# New Business Venture



## jenniferhope423 (Jun 25, 2007)

I've always been creative and loved making things but I've never been much of a sewer. I can sew, I just don't really like to. So on a whim, I bought a monogram machine a few weeks ago and I am really loving it! When I first got the machine I monogrammed Sophia and Bailey's names on all of their blankets just to try it out. Then I decided to make a gift for a friend's new baby girl and posted a few pics on Facebook and had friends and family inquiring where they could purchase them! So... 
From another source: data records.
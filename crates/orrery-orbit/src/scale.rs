//! Scene-unit sizes and distances derived from Earth's.

/// Default Earth radius in scene units.
pub const DEFAULT_EARTH_RADIUS: f64 = 2.0;
/// Default Earth-Sun distance in scene units.
pub const DEFAULT_EARTH_DISTANCE: f64 = 100.0;
/// Factor applied to the Sun's true relative radius.
pub const DEFAULT_SUN_COMPRESSION: f64 = 0.1;

/// Base lengths everything else is a ratio of.
///
/// Real ratios are kept between bodies, except the Sun, whose radius is
/// multiplied by `sun_compression` so the inner planets are not swallowed.
#[derive(Clone, Copy, Debug, PartialEq)]
pub struct ScaleParams {
    pub earth_radius: f64,
    pub earth_distance: f64,
    pub sun_compression: f64,
}

impl Default for ScaleParams {
    fn default() -> Self {
        Self {
            earth_radius: DEFAULT_EARTH_RADIUS,
            earth_distance: DEFAULT_EARTH_DISTANCE,
            sun_compression: DEFAULT_SUN_COMPRESSION,
        }
    }
}

impl ScaleParams {
    /// Radius of a sphere `ratio` times Earth's.
    pub fn radius(&self, ratio: f64) -> f64 {
        self.earth_radius * ratio
    }

    /// Radius of a sphere `ratio` times Earth's, then compressed.
    pub fn compressed_radius(&self, ratio: f64) -> f64 {
        self.radius(ratio) * self.sun_compression
    }

    /// Orbital distance `ratio` times Earth's.
    pub fn distance(&self, ratio: f64) -> f64 {
        self.earth_distance * ratio
    }
}

#[cfg(test)]
mod tests {
    use super::*;

    #[test]
    fn test_defaults() {
        let scale = ScaleParams::default();
        assert_eq!(scale.radius(1.0), 2.0);
        assert_eq!(scale.distance(1.0), 100.0);
    }

    #[test]
    fn test_sun_is_compressed_below_true_size() {
        let scale = ScaleParams::default();
        let sun = scale.compressed_radius(109.0);
        assert!((sun - 21.8).abs() < 1e-9);
        assert!(sun < scale.radius(109.0));
        // Larger than the terrestrial planets, but Jupiter (11.21x) edges past it.
        assert!(sun > scale.radius(1.0));
        assert!(sun < scale.radius(11.21));
    }

    #[test]
    fn test_jupiter_distance_ratio() {
        let scale = ScaleParams::default();
        assert!((scale.distance(5.19) - 519.0).abs() < 1e-9);
    }
}
//! HTTP debug API for a running orrery.
//!
//! A background server exposes frame metrics, the current body poses, and a
//! small command channel. The frame loop publishes into a shared
//! [`DebugState`] and drains queued commands from it; the server never sees
//! the solar system itself. Only compiled in debug builds.

#[cfg(debug_assertions)]
pub mod server;

#[cfg(debug_assertions)]
pub use server::{DebugServer, DebugServerError};


use serde::{Deserialize, Serialize};

pub const DEFAULT_DEBUG_PORT: u16 = 9999;
pub const DEBUG_PORT_ENV: &str = "ORRERY_DEBUG_PORT";

/// Commands accepted by `POST /command`.
#[derive(Debug, Clone, Copy, PartialEq, Eq, Serialize, Deserialize)]
#[serde(rename_all = "lowercase")]
pub enum DebugCommand {
    Quit,
    Reset,
    Pause,
    Resume,
}

impl DebugCommand {
    #[must_use]
    pub fn parse(name: &str) -> Option<Self> {
        match name.trim().to_ascii_lowercase().as_str() {
            "quit" => Some(Self::Quit),
            "reset" => Some(Self::Reset),
            "pause" => Some(Self::Pause),
            "resume" => Some(Self::Resume),
            _ => None,
        }
    }
}

/// Pose of one body as served by `GET /bodies`.
#[derive(Debug, Clone, PartialEq, Serialize)]
pub struct BodySnapshot {
    pub name: String,
    pub position: [f64; 3],
    /// Accumulated spin, radians in `[0, 2π)`.
    pub spin_angle: f64,
    pub revolution_angle: f64,
}

/// Shared between the frame loop and the debug server.
#[derive(Debug, Clone, Default, Serialize)]
pub struct DebugState {
    pub frame_count: u64,
    /// Animation frames applied since start or the last reset.
    pub frames_advanced: u64,
    pub frame_time_ms: f64,
    pub fps: f64,
    pub window_width: u32,
    pub window_height: u32,
    pub uptime_seconds: f64,
    pub paused: bool,
    #[serde(skip)]
    pub bodies: Vec<BodySnapshot>,
    #[serde(skip)]
    pending: Vec<DebugCommand>,
}

impl DebugState {
    pub fn push_command(&mut self, command: DebugCommand) {
        self.pending.push(command);
    }

    /// Commands in arrival order; the queue is left empty.
    pub fn take_commands(&mut self) -> Vec<DebugCommand> {
        std::mem::take(&mut self.pending)
    }
}

/// `Some` in debug builds, `None` in release builds.
#[cfg(debug_assertions)]
#[must_use]
pub fn create_debug_server(port: u16) -> Option<DebugServer> {
    Some(DebugServer::new(port))
}

/// Reads [`DEBUG_PORT_ENV`], falling back to [`DEFAULT_DEBUG_PORT`].
#[must_use]
pub fn get_debug_port() -> u16 {
    parse_port(std::env::var(DEBUG_PORT_ENV).ok().as_deref())
}

fn parse_port(value: Option<&str>) -> u16 {
    value
        .and_then(|s| s.trim().parse().ok())
        .unwrap_or(DEFAULT_DEBUG_PORT)
}
//! Command-line flags.

use std::path::PathBuf;

use clap::Parser;

use crate::{Config, Timestep};

/// Animated solar system viewer.
///
/// Flags override values loaded from `config.ron`.
#[derive(Parser, Debug, Default)]
#[command(name = "orrery", about = "Animated solar system viewer")]
pub struct CliArgs {
    #[arg(long)]
    pub width: Option<u32>,

    #[arg(long)]
    pub height: Option<u32>,

    /// Radians Earth spins per animation frame.
    #[arg(long)]
    pub earth_day: Option<f64>,

    /// Advance the animation at a fixed rate (frames per second) instead of
    /// once per redraw.
    #[arg(long, value_name = "HZ")]
    pub fixed_rate: Option<f64>,

    /// Directory holding the body textures.
    #[arg(long)]
    pub texture_dir: Option<PathBuf>,

    /// Log level (error, warn, info, debug, trace).
    #[arg(long)]
    pub log_level: Option<String>,

    /// Config directory (overrides the platform default).
    #[arg(long)]
    pub config: Option<PathBuf>,
}

impl Config {
    pub fn apply_cli_overrides(&mut self, args: &CliArgs) {
        if let Some(w) = args.width {
            self.window.width = w;
        }
        if let Some(h) = args.height {
            self.window.height = h;
        }
        if let Some(day) = args.earth_day {
            self.animation.earth_day = day;
        }
        if let Some(hz) = args.fixed_rate {
            self.animation.timestep = Timestep::Fixed { hz };
        }
        if let Some(ref dir) = args.texture_dir {
            self.assets.texture_dir = dir.clone();
        }
        if let Some(ref level) = args.log_level {
            self.debug.log_level = level.clone();
        }
    }
}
I have decided to open a second website to sell personalized monogrammed and appliqued products. I've started out making baby burp cloths, bibs, bloomers, onesies, and hats. I must say that I am absolutely loving creating new designs and mixing fabrics, ribbons, and colors to come up with cute things! So I thought I would share my new venture with you all. www.splendid-designs.com 

The website isn't really much yet but I've thrown it together for people to have a place to see the products and purchase them if they want to. And I have tons more designs that I will be adding, I just haven't had time yet


----------



## edelweiss (Apr 23, 2010)

Good work Jennifer & best wishes for the new enterprise!


----------



## Lacie's Mom (Oct 11, 2006)

Jennifer -- I'm sooooooooooooo proud of you. :thumbsup:

And I love my embroidery machine -- so much fun to use.


----------



## jenniferhope423 (Jun 25, 2007)

edelweiss said:


> Good work Jennifer & best wishes for the new enterprise!


Thank you 



Lacie's Mom said:


> Jennifer -- I'm sooooooooooooo proud of you. :thumbsup:
> 
> And I love my embroidery machine -- so much fun to use.
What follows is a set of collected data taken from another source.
//! Mirrors a [`SolarSystem`] into a [`Scene`], once at startup and then every
//! frame.

use std::path::PathBuf;

use glam::Vec3;
use orrery_mesh::Shape;
use orrery_orbit::{BodyId, BodyKind, SolarSystem};

use crate::appearance::appearance_for;
use crate::error::SceneError;
use crate::graph::{NodeId, Scene};
use crate::light::{AmbientLight, PointLight};
use crate::material::MeshFactory;

/// Tessellation and asset settings used when building the scene.
#[derive(Clone, Debug, PartialEq)]
pub struct SceneOptions {
    pub texture_dir: PathBuf,
    pub sphere_segments: u32,
    pub ring_segments: u32,
    pub sun_light_intensity: f32,
    pub ambient_intensity: f32,
}

impl Default for SceneOptions {
    fn default() -> Self {
        Self {
            texture_dir: PathBuf::from("texture"),
            sphere_segments: 20,
            ring_segments: 64,
            sun_light_intensity: 1.0,
            ambient_intensity: 0.15,
        }
    }
}

#[derive(Debug, thiserror::Error)]
pub enum BindError<E> {
    #[error("failed to create mesh for '{body}'")]
    Mesh {
        body: String,
        #[source]
        source: E,
    },

    #[error(transparent)]
    Scene(#[from] SceneError),
}

/// Body-to-node mapping. Indexed by body traversal position.
#[derive(Clone, Debug)]
pub struct SceneBinding {
    nodes: Vec<NodeId>,
    sun: Option<NodeId>,
}

impl SceneBinding {
    /// Creates one node and mesh per body, mirroring the body hierarchy.
    ///
    /// The first star gets the scene's point light.
    pub fn build<F: MeshFactory>(
        system: &SolarSystem,
        factory: &mut F,
        options: &SceneOptions,
    ) -> Result<(Scene, Self), BindError<F::Error>> {
        let mut scene = Scene::new();
        scene.ambient = AmbientLight {
            intensity: options.ambient_intensity,
            ..AmbientLight::default()
        };
        let mut nodes = Vec::with_capacity(system.len());
        let mut sun = None;

        for body in system.bodies() {
            let shape = match body.kind {
                BodyKind::Ring {
                    inner_radius,
                    outer_radius,
                } => Shape::ring(
                    inner_radius as f32,
                    outer_radius as f32,
                    options.ring_segments,
                ),
                _ => Shape::sphere(body.radius as f32, options.sphere_segments),
            };
            let material = appearance_for(&body.name).material(&options.texture_dir);
            let mesh = factory
                .create_mesh(&shape, &material)
                .map_err(|source| BindError::Mesh {
                    body: body.name.clone(),
                    source,
                })?;

            let node = scene.add_node(body.name.clone(), *body.transform());
            scene.set_mesh(node, mesh)?;
            if let Some(parent) = body.parent {
                scene.add_child(nodes[parent.index()], node)?;
            }
            if body.kind == BodyKind::Star && sun.is_none() {
                scene.add_point_light(PointLight::attached(
                    node,
                    Vec3::ONE,
                    options.sun_light_intensity,
                ));
                sun = Some(node);
            }
            nodes.push(node);
        }

        log::info!(
            "scene built: {} nodes, {} point lights",
            scene.len(),
            scene.point_lights().len()
        );
        Ok((scene, Self { nodes, sun }))
    }

    /// Scene node that mirrors `body`.
    pub fn node_for(&self, body: BodyId) -> Option<NodeId> {
        self.nodes.get(body.index()).copied()
    }

    /// Node carrying the point light, if the system has a star.
    pub fn sun_node(&self) -> Option<NodeId> {
        self.sun
    }

    /// Copies every body's local transform into its node.
    pub fn sync(&self, system: &SolarSystem, scene: &mut Scene) -> Result<(), SceneError> {
        for (body, &node) in system.bodies().iter().zip(&self.nodes) {
            scene.set_local(node, *body.transform())?;
        }
        Ok(())
    }
}

#[cfg(test)]
mod tests {
    use super::*;
    use crate::material::{Material, MaterialKind, MeshHandle};
    use orrery_orbit::{OrbitalAnimator, RateParams, ScaleParams, catalog};
    use std::convert::Infallible;

    #[derive(Default)]
    struct RecordingFactory {
        created: Vec<(Shape, Material)>,
    }

    impl MeshFactory for RecordingFactory {
        type Error = Infallible;

        fn create_mesh(
            &mut self,
            shape: &Shape,
            material: &Material,
        ) -> Result<MeshHandle, Infallible> {
            self.created.push((*shape, material.clone()));
            Ok(MeshHandle(self.created.len() as u32 - 1))
        }
    }

    #[derive(Debug, thiserror::Error)]
    #[error("out of buffers")]
    struct OutOfBuffers;

    struct FailingFactory;

    impl MeshFactory for FailingFactory {
        type Error = OutOfBuffers;

        fn create_mesh(&mut self, _: &Shape, _: &Material) -> Result<MeshHandle, OutOfBuffers> {
            Err(OutOfBuffers)
        }
    }

    fn system() -> SolarSystem {
        SolarSystem::from_catalog(&ScaleParams::default(), &RateParams::default()).unwrap()
    }

    #[test]
    fn test_build_mirrors_hierarchy() {
        let system = system();
        let mut factory = RecordingFactory::default();
        let (scene, binding) =
            SceneBinding::build(&system, &mut factory, &SceneOptions::default()).unwrap();

        assert_eq!(scene.len(), system.len());
        assert_eq!(factory.created.len(), system.len());

        let earth = binding.node_for(system.find(catalog::EARTH).unwrap()).unwrap();
        let moon = binding.node_for(system.find(catalog::MOON).unwrap()).unwrap();
        assert_eq!(scene.node(moon).unwrap().parent(), Some(earth));
        // Planets hang off the origin, not the Sun.
        assert_eq!(scene.node(earth).unwrap().parent(), None);
    }

    #[test]
    fn test_ring_and_sun_meshes() {
        let system = system();
        let mut factory = RecordingFactory::default();
        let options = SceneOptions {
            sphere_segments: 12,
            ..SceneOptions::default()
        };
        SceneBinding::build(&system, &mut factory, &options).unwrap();

        let (sun_shape, sun_material) = &factory.created[0];
        assert_eq!(sun_material.kind, MaterialKind::Basic);
        assert!(matches!(
            sun_shape,
            Shape::Sphere {
                width_segments: 12,
                ..
            }
        ));

        let ring_index = system.find(catalog::SATURN_RING).unwrap().index();
        let (ring_shape, ring_material) = &factory.created[ring_index];
        assert!(ring_material.transparent);
        let saturn_radius = system
            .body(system.find(catalog::SATURN).unwrap())
            .unwrap()
            .radius as f32;
        match ring_shape {
            Shape::Ring {
                inner_radius,
                outer_radius,
                ..
            } => {
                assert!((inner_radius / saturn_radius - 1.1).abs() < 1e-5);
                assert!((outer_radius / saturn_radius - 1.3).abs() < 1e-5);
            }
            other => panic!("expected ring, got {other:?}"),
        }
    }

    #[test]
    fn test_sun_carries_point_light() {
        let system = system();
        let (scene, binding) = SceneBinding::build(
            &system,
            &mut RecordingFactory::default(),
            &SceneOptions::default(),
        )
        .unwrap();
        let sun = binding.sun_node().unwrap();
        assert_eq!(scene.point_lights().len(), 1);
        assert_eq!(scene.point_lights()[0].attached_to, Some(sun));
    }

    #[test]
    fn test_sync_follows_animation() {
        let mut system = system();
        let (mut scene, binding) = SceneBinding::build(
            &system,
            &mut RecordingFactory::default(),
            &SceneOptions::default(),
        )
        .unwrap();

        OrbitalAnimator::new().advance(&mut system, 500);
        binding.sync(&system, &mut scene).unwrap();

        for id in system.ids() {
            let node = binding.node_for(id).unwrap();
            assert!(
                scene
                    .world_transform(node)
                    .approx_eq(&system.world_transform(id).unwrap(), 1e-9)
            );
        }
    }

    #[test]
    fn test_factory_error_names_body() {
        let err = SceneBinding::build(&system(), &mut FailingFactory, &SceneOptions::default())
            .unwrap_err();
        match err {
            BindError::Mesh { body, .. } => assert_eq!(body, catalog::SUN),
            other => panic!("unexpected error {other:?}"),
        }
    }
}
Thank you Lynn. I am having lots of fun designing things. I just wish I had more hours in the day to work!!


----------



## edelweiss (Apr 23, 2010)

I looked at your site & you have done a good job of posting some cute stuff! I wish I had a grandbaby!


----------



## Snowbody (Jan 3, 2009)

Great, Jennifer. My SIL has one of those machines and quilts a lot as well and she loves it. 
I looked at and "liked" your sight. Loved the Thanksgiving themed, "Gobble til you Wobble" for the baby bib. :HistericalSmiley::thumbsup: Best of luck. :Good luck:


----------



## jenniferhope423 (Jun 25, 2007)

edelweiss said:


> I looked at your site & you have done a good job of posting some cute stuff! I wish I had a grandbaby!
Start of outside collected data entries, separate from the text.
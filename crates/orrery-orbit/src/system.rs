//! The [`SolarSystem`] aggregate and its builder.

use glam::DVec3;
use orrery_math::Transform;

use crate::body::{Body, BodyId, BodyKind, Direction, Pivot};
use crate::catalog::{BodySpec, CATALOG, Class, Distance, Extent};
use crate::error::SystemError;
use crate::rates::RateParams;
use crate::scale::ScaleParams;

/// Everything needed to add one body to a [`SystemBuilder`].
///
/// The body starts `orbital_radius` units from its pivot along `-Z`, with an
/// identity orientation.
#[derive(Clone, Debug)]
pub struct BodyDesc {
    pub name: String,
    pub kind: BodyKind,
    pub radius: f64,
    pub orbital_radius: f64,
    pub axial_spin_rate: f64,
    pub revolution_rate: f64,
    pub rotation_direction: Direction,
    pub revolution_direction: Direction,
    pub parent: Option<BodyId>,
    pub pivot: Pivot,
}

impl BodyDesc {
    /// A motionless body at the world origin.
    pub fn new(name: impl Into<String>, kind: BodyKind, radius: f64) -> Self {
        Self {
            name: name.into(),
            kind,
            radius,
            orbital_radius: 0.0,
            axial_spin_rate: 0.0,
            revolution_rate: 0.0,
            rotation_direction: Direction::Prograde,
            revolution_direction: Direction::Prograde,
            parent: None,
            pivot: Pivot::Origin,
        }
    }

    /// Sets the unsigned spin per frame and its sense.
    pub fn spin(mut self, rate: f64, direction: Direction) -> Self {
        self.axial_spin_rate = rate;
        self.rotation_direction = direction;
        self
    }

    /// Revolves the body `radius` units from `pivot`, `rate` radians per frame.
    pub fn orbit(mut self, pivot: Pivot, radius: f64, rate: f64, direction: Direction) -> Self {
        self.pivot = pivot;
        self.orbital_radius = radius;
        self.revolution_rate = rate;
        self.revolution_direction = direction;
        self
    }

    /// Expresses the body's transform in `parent`'s frame.
    pub fn child_of(mut self, parent: BodyId) -> Self {
        self.parent = Some(parent);
        self
    }
}

/// Accumulates bodies in traversal order, checking references as it goes.
#[derive(Default)]
pub struct SystemBuilder {
    bodies: Vec<Body>,
}

impl SystemBuilder {
    pub fn new() -> Self {
        Self::default()
    }

    /// Adds a body. Its parent and pivot must already have been added.
    pub fn add(&mut self, desc: BodyDesc) -> Result<BodyId, SystemError> {
        if self.bodies.iter().any(|b| b.name == desc.name) {
            return Err(SystemError::DuplicateName(desc.name));
        }
        let known = |id: BodyId| id.0 < self.bodies.len();
        if let Some(parent) = desc.parent
            && !known(parent)
        {
            return Err(SystemError::UnknownBody {
                name: desc.name,
                id: parent,
            });
        }
        if let Pivot::Body(pivot) = desc.pivot
            && !known(pivot)
        {
            return Err(SystemError::UnknownBody {
                name: desc.name,
                id: pivot,
            });
        }

        let pivot_local = pivot_in_parent(&self.bodies, desc.pivot, desc.parent);
        let transform =
            Transform::from_position(pivot_local + DVec3::new(0.0, 0.0, -desc.orbital_radius));

        let id = BodyId(self.bodies.len());
        self.bodies.push(Body {
            name: desc.name,
            kind: desc.kind,
            radius: desc.radius,
            orbital_radius: desc.orbital_radius,
            axial_spin_rate: desc.axial_spin_rate,
            revolution_rate: desc.revolution_rate,
            rotation_direction: desc.rotation_direction,
            revolution_direction: desc.revolution_direction,
            parent: desc.parent,
            pivot: desc.pivot,
            transform,
            initial: transform,
            spin_angle: 0.0,
            revolution_angle: 0.0,
        });
        Ok(id)
    }

    /// Finishes the system. Every reference was checked by [`add`](Self::add).
    pub fn build(self) -> SolarSystem {
        SolarSystem {
            bodies: self.bodies,
        }
    }
}

/// Owns every body, in an order where parents and pivots come first.
#[derive(Clone, Debug)]
pub struct SolarSystem {
    pub(crate) bodies: Vec<Body>,
}

impl SolarSystem {
    /// Starts an empty [`SystemBuilder`].
    pub fn builder() -> SystemBuilder {
        SystemBuilder::new()
    }

    /// Builds the full solar system from [`CATALOG`].
    pub fn from_catalog(scale: &ScaleParams, rates: &RateParams) -> Result<Self, SystemError> {
        Self::from_specs(CATALOG, scale, rates)
    }

    /// Builds a system from catalog-style entries, resolving names in order.
    pub fn from_specs(
        specs: &[BodySpec],
        scale: &ScaleParams,
        rates: &RateParams,
    ) -> Result<Self, SystemError> {
        let mut builder = SystemBuilder::new();
        for spec in specs {
            let parent = builder.resolve(spec.name, spec.parent)?;
            let pivot = builder
                .resolve(spec.name, spec.pivot)?
                .map_or(Pivot::Origin, Pivot::Body);

            let parent_radius = parent.map_or(0.0, |p| builder.bodies[p.0].radius);
            let (kind, radius) = match spec.extent {
                Extent::Sphere(ratio) => (class_kind(spec.class), scale.radius(ratio)),
                Extent::CompressedSphere(ratio) => {
                    (class_kind(spec.class), scale.compressed_radius(ratio))
                }
                Extent::Ring { inner, outer } => (
                    BodyKind::Ring {
                        inner_radius: parent_radius * inner,
                        outer_radius: parent_radius * outer,
                    },
                    parent_radius * outer,
                ),
            };
            let orbital_radius = match spec.distance {
                Distance::Center => 0.0,
                Distance::EarthDistances(ratio) => scale.distance(ratio),
                Distance::EarthRadii(ratio) => scale.radius(ratio),
            };
            let parent_spin = parent.map_or(0.0, |p| builder.bodies[p.0].spin_step());
            let spin = rates.spin_for(spec.spin, parent_spin);
            let revolution = spec.orbit.map_or(0.0, |period| rates.revolution_rate(period));

            let desc = BodyDesc::new(spec.name, kind, radius)
                .spin(spin, spec.rotation)
                .orbit(pivot, orbital_radius, revolution, spec.revolution);
            let desc = match parent {
                Some(p) => desc.child_of(p),
                None => desc,
            };
            builder.add(desc)?;
        }
        let system = builder.build();
        log::debug!("built solar system with {} bodies", system.len());
        Ok(system)
    }

    /// Number of bodies.
    pub fn len(&self) -> usize {
        self.bodies.len()
    }

    pub fn is_empty(&self) -> bool {
        self.bodies.is_empty()
    }

    /// Bodies in traversal order.
    pub fn bodies(&self) -> &[Body] {
        &self.bodies
    }

    /// Every id, in traversal order.
    pub fn ids(&self) -> impl Iterator<Item = BodyId> {
        (0..self.bodies.len()).map(BodyId)
    }

    /// `None` for an id this system never issued.
    pub fn body(&self, id: BodyId) -> Option<&Body> {
        self.bodies.get(id.0)
    }

    /// Looks a body up by its exact name.
    pub fn find(&self, name: &str) -> Option<BodyId> {
        find_in(&self.bodies, name)
    }

    /// World-space transform, composed along the parent chain. `None` for an
    /// id this system never issued.
    pub fn world_transform(&self, id: BodyId) -> Option<Transform> {
        self.body(id)?;
        Some(world_transform_in(&self.bodies, id))
    }

    /// World-space position of a revolution pivot. `None` if the pivot body
    /// is not part of this system.
    pub fn pivot_position(&self, pivot: Pivot) -> Option<DVec3> {
        match pivot {
            Pivot::Origin => Some(DVec3::ZERO),
            Pivot::Body(id) => self.world_transform(id).map(|t| t.position),
        }
    }

    /// Restores every initial transform and zeroes the angle accumulators.
    pub fn reset(&mut self) {
        for body in &mut self.bodies {
            body.transform = body.initial;
            body.spin_angle = 0.0;
            body.revolution_angle = 0.0;
        }
        log::info!("solar system reset");
    }
}

impl SystemBuilder {
    fn find(&self, name: &str) -> Option<BodyId> {
        find_in(&self.bodies, name)
    }

    /// Looks up a catalog reference made by `owner`.
    fn resolve(&self, owner: &str, name: Option<&str>) -> Result<Option<BodyId>, SystemError> {
        let Some(name) = name else {
            return Ok(None);
        };
        self.find(name)
            .map(Some)
            .ok_or_else(|| SystemError::UnresolvedName {
                name: owner.to_string(),
                missing: name.to_string(),
            })
    }
}

fn class_kind(class: Class) -> BodyKind {
    match class {
        Class::Star => BodyKind::Star,
        Class::Planet => BodyKind::Planet,
        Class::Moon => BodyKind::Moon,
        Class::Ring => BodyKind::Ring {
            inner_radius: 0.0,
            outer_radius: 0.0,
        },
    }
}

fn find_in(bodies: &[Body], name: &str) -> Option<BodyId> {
    bodies.iter().position(|b| b.name == name).map(BodyId)
}

/// Callers pass ids the builder has already checked against `bodies`, and
/// every parent precedes its child, so indexing cannot go out of range.
pub(crate) fn world_transform_in(bodies: &[Body], id: BodyId) -> Transform {
    let body = &bodies[id.0];
    let mut world = body.transform;
    let mut next = body.parent;
    while let Some(parent) = next {
        let p = &bodies[parent.0];
        world = p.transform * world;
        next = p.parent;
    }
    world
}

/// Pivot position expressed in `parent`'s frame.
pub(crate) fn pivot_in_parent(bodies: &[Body], pivot: Pivot, parent: Option<BodyId>) -> DVec3 {
    let world = match pivot {
        Pivot::Origin => DVec3::ZERO,
        Pivot::Body(id) => world_transform_in(bodies, id).position,
    };
    match parent {
        Some(p) => world_transform_in(bodies, p).inverse_transform_point(world),
        None => world,
    }
}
Thanks! That's what my Mom says all of the time. For now she just has her Grand-teses, Sophia and Bailey 



Snowbody said:


> Great, Jennifer. My SIL has one of those machines and quilts a lot as well and she loves it.
> I looked at and "liked" your sight. Loved the Thanksgiving themed, "Gobble til you Wobble" for the baby bib. :HistericalSmiley::thumbsup: Best of luck. :Good luck:


Thank you! The Gobble Til You Wobble baby bib is one of my favorites too! It's one of the first ideas that I had and knew that it would be cute on a bib. It took me a while to find the perfect little turkey to go on it!


----------



## Krystal (Feb 3, 2007)

How fun!!! Congrats! I can't wait to check it out, the site wont open on my cell phone...


----------



## LJSquishy (Feb 27, 2008)

I tried to look at your new website but it's not working. I tried last night also and it was the same thing. The entire page is blank, and up at the top lefthand corner, all I see is this: ==>


----------



## Bailey&Me (Mar 8, 2010)

LJSquishy said:


> I tried to look at your new website but it's not working. I tried last night also and it was the same thing. The entire page is blank, and up at the top lefthand corner, all I see is this: ==>


me too


----------



## poptart (Mar 10, 2008)

I also tried to look and couldn't see it.....I have a Janome embroidery machine and I make stuff for my sons friends and gifts for Christmas...I also make dresses for my girls and embroider their name on them....I've asked before, but never gotten an answer so I'm gonna ask again...are you a member of sew forum? I am and I love it. 

Hugs, Blanche


----------



## jenniferhope423 (Jun 25, 2007)

LJSquishy said:


> I tried to look at your new website but it's not working. I tried last night also and it was the same thing. The entire page is blank, and up at the top lefthand corner, all I see is this: ==>


That's weird. I clicked the link and it took me right to it. If you are typing it in make sure you put the - between Splendid and Designs. Splendid Designs



Bailey&Me said:


> me too





poptart said:


> I also tried to look and couldn't see it.....I have a Janome embroidery machine and I make stuff for my sons friends and gifts for Christmas...I also make dresses for my girls and embroider their name on them....I've asked before, but never gotten an answer so I'm gonna ask again...are you a member of sew forum? I am and I love it.
> 
> Hugs, Blanche


No I'm not a member there but I will have to check it out


----------



## harrysmom (Sep 28, 2007)

Jennifer, I couldn't see the website either. Same as the others, blank page with arrows in the top left-hand corner. Could it be because I have a MacBook?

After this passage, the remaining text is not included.